Stored items:

------------------------

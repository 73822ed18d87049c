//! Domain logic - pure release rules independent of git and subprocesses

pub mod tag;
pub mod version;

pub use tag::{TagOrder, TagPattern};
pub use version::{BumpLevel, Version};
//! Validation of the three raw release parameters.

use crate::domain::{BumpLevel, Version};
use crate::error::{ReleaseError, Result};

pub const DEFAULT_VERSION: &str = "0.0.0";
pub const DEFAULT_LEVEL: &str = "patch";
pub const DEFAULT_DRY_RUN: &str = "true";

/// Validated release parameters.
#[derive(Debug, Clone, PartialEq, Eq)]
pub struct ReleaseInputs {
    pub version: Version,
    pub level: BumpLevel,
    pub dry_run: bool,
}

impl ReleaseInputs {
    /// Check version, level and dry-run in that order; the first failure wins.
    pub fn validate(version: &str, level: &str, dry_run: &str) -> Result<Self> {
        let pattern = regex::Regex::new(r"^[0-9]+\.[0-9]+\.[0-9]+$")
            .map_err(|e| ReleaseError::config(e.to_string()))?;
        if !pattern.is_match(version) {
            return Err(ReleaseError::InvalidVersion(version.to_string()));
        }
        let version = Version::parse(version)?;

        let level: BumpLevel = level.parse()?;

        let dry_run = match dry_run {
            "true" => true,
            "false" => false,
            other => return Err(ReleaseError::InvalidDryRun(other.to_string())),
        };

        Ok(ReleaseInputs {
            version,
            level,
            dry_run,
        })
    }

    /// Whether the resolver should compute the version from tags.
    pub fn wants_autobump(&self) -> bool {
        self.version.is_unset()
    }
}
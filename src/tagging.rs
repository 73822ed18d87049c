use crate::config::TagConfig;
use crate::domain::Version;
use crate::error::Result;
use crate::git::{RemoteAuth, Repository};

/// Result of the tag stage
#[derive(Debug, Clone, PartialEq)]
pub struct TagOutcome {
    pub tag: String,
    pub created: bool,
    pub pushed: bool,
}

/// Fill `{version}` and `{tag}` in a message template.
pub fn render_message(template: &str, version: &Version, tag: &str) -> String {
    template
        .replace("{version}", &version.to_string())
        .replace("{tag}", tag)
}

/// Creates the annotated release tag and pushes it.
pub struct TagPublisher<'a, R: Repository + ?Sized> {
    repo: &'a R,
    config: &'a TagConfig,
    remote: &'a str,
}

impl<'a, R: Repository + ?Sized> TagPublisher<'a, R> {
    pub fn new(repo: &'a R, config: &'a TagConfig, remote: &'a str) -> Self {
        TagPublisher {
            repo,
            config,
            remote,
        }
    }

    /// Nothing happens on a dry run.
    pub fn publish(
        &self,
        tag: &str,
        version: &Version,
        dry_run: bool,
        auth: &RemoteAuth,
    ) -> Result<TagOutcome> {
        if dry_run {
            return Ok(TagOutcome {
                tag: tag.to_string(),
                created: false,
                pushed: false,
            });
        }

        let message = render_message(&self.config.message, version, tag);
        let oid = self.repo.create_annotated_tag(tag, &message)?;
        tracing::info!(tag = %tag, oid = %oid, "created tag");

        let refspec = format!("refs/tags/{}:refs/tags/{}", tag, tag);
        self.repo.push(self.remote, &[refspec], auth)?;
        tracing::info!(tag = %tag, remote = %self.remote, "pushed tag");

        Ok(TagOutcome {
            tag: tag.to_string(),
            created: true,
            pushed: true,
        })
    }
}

------------------------

### Work to complete
An exact copy is needed of the lines from the one containing "tracing::info!(tag = %tag, remote" through the end of the records.

### Answer space
        tracing::info!(tag = %tag, remote = %self.remote, "pushed tag");

        Ok(TagOutcome {
            tag: tag.to_string(),
            created: true,
            pushed: true,
        })
    }
}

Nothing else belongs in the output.